TASK GOAL: Search term "document": copy each line of the records that contains it.

▶

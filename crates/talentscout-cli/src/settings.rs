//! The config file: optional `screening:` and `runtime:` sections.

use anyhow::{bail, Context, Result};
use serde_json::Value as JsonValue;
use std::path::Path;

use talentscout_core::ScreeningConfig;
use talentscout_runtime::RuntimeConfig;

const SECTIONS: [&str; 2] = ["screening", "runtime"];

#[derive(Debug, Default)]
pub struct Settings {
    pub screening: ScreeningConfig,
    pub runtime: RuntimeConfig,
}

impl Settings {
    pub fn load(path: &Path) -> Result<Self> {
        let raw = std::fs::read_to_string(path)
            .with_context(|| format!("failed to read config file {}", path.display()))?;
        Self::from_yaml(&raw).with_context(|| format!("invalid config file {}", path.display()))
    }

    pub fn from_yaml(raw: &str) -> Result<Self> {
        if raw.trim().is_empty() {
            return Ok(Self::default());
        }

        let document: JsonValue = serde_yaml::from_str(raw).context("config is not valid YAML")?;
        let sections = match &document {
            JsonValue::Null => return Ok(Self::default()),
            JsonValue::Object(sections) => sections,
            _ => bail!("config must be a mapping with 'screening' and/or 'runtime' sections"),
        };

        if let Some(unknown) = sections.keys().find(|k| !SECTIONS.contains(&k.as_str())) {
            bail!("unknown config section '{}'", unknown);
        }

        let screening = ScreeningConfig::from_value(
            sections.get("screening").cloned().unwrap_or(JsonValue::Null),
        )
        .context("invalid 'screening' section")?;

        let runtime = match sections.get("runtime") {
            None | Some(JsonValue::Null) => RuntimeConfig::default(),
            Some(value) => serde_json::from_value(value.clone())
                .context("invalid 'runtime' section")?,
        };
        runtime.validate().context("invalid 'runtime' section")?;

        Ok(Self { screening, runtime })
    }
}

◀
▶

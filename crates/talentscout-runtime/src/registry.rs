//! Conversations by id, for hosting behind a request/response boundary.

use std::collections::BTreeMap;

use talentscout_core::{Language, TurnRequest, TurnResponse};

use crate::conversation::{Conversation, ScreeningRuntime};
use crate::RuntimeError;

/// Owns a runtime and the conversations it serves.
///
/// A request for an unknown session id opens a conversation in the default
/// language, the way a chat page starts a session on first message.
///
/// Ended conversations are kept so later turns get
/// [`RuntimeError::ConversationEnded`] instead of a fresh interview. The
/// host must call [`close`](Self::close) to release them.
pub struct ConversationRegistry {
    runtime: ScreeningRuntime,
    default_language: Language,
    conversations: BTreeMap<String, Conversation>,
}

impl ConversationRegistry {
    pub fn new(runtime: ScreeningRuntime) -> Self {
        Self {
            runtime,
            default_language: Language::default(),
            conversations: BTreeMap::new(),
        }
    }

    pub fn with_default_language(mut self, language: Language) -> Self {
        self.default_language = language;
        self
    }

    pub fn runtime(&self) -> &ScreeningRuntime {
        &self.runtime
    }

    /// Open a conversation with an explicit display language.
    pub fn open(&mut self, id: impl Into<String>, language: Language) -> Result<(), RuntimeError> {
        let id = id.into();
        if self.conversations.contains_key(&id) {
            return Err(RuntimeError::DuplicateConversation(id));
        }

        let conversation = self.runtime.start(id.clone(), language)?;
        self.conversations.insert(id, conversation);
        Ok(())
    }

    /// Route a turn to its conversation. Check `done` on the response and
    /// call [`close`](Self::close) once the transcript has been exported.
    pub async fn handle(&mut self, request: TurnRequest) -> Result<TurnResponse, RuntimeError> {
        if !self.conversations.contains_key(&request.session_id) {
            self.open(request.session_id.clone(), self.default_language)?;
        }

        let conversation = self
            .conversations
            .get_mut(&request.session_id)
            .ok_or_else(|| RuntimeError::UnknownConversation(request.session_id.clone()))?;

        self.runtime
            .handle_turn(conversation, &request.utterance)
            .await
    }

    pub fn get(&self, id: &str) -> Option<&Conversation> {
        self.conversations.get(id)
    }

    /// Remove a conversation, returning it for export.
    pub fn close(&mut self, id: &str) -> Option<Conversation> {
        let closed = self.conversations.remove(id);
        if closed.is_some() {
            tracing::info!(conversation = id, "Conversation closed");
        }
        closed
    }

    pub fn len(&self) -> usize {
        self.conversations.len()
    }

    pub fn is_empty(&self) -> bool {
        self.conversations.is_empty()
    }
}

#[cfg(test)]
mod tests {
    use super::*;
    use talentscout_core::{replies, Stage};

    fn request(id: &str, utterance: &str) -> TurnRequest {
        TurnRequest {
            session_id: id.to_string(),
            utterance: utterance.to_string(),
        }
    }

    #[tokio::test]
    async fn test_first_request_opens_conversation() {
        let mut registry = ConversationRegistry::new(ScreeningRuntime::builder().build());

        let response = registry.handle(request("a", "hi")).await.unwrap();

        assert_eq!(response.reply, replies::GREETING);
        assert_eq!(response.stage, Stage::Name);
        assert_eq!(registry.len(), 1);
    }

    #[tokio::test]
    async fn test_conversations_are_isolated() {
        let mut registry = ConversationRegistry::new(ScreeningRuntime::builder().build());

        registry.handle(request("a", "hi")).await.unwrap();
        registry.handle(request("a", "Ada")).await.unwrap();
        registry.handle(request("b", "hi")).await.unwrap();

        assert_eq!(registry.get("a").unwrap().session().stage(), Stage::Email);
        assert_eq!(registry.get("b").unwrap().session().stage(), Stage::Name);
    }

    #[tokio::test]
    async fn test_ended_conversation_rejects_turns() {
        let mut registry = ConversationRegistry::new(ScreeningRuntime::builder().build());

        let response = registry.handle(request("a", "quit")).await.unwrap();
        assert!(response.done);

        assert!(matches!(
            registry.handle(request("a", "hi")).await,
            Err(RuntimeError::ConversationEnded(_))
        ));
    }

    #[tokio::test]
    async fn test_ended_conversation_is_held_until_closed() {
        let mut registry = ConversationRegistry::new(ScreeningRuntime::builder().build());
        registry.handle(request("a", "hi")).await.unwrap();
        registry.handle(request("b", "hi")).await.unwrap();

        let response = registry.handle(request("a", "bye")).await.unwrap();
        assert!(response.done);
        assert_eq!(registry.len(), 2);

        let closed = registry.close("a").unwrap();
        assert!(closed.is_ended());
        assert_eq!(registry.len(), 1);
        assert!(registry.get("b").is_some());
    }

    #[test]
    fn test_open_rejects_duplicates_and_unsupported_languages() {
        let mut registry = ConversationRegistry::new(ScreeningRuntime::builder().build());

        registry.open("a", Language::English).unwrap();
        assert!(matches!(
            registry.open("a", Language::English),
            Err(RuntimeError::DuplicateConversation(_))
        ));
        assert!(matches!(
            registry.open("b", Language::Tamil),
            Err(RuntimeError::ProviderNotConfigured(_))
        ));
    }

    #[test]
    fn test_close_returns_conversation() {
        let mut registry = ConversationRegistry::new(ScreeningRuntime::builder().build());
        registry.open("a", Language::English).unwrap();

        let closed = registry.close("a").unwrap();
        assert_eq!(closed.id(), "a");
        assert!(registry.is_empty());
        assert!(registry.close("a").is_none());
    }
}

◀
▶

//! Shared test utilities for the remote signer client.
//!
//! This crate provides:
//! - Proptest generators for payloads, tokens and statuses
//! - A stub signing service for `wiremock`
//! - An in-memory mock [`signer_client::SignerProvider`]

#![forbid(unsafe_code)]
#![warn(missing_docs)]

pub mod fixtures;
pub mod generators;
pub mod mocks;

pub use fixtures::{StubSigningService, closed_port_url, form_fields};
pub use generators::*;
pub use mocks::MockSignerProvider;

◀

EXPECTED ANSWER:
        let document: JsonValue = serde_yaml::from_str(raw).context("config is not valid YAML")?;
        let sections = match &document {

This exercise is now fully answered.